__DATA EXCERPTS__:

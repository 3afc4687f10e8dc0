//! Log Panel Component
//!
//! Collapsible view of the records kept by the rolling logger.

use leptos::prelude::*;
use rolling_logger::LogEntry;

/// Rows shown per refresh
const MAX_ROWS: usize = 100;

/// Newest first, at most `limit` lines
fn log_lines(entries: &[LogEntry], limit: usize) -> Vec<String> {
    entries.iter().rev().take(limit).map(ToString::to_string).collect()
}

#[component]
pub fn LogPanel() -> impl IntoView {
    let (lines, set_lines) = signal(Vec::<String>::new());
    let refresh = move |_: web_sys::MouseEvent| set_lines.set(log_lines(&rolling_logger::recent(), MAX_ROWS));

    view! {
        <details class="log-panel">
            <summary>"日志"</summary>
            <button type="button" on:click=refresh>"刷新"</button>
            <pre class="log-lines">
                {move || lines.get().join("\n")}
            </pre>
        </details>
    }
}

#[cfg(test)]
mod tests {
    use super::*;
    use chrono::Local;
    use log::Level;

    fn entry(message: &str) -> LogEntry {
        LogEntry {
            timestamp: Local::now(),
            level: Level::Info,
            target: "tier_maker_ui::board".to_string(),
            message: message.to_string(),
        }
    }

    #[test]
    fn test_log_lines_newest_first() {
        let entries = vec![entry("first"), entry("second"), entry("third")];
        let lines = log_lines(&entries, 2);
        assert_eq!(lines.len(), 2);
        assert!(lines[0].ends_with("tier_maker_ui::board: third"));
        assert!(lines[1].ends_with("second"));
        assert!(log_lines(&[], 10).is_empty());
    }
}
* * *
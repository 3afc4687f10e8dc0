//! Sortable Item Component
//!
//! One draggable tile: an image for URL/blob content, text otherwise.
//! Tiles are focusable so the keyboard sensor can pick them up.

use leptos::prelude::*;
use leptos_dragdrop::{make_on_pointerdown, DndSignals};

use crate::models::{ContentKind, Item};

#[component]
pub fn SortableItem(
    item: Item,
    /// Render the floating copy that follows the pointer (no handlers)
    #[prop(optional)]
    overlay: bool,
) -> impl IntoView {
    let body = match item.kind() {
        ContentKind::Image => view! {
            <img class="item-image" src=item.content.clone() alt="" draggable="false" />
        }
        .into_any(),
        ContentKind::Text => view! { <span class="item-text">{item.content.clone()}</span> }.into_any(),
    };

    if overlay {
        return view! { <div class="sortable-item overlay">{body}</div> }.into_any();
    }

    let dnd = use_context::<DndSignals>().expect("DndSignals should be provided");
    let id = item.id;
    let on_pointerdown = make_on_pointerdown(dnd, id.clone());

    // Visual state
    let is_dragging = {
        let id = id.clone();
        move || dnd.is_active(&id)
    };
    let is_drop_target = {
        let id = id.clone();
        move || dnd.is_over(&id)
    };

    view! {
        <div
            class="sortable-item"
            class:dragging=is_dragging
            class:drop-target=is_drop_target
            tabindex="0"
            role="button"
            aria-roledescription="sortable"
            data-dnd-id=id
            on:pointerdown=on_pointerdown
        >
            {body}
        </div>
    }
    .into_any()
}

__YOUR GOAL__: Reproduce every line of the material above that has the string "draggable".

__RESPONSE__:
//! One draggable tile: an image for URL/blob content, text otherwise.
            <img class="item-image" src=item.content.clone() alt="" draggable="false" />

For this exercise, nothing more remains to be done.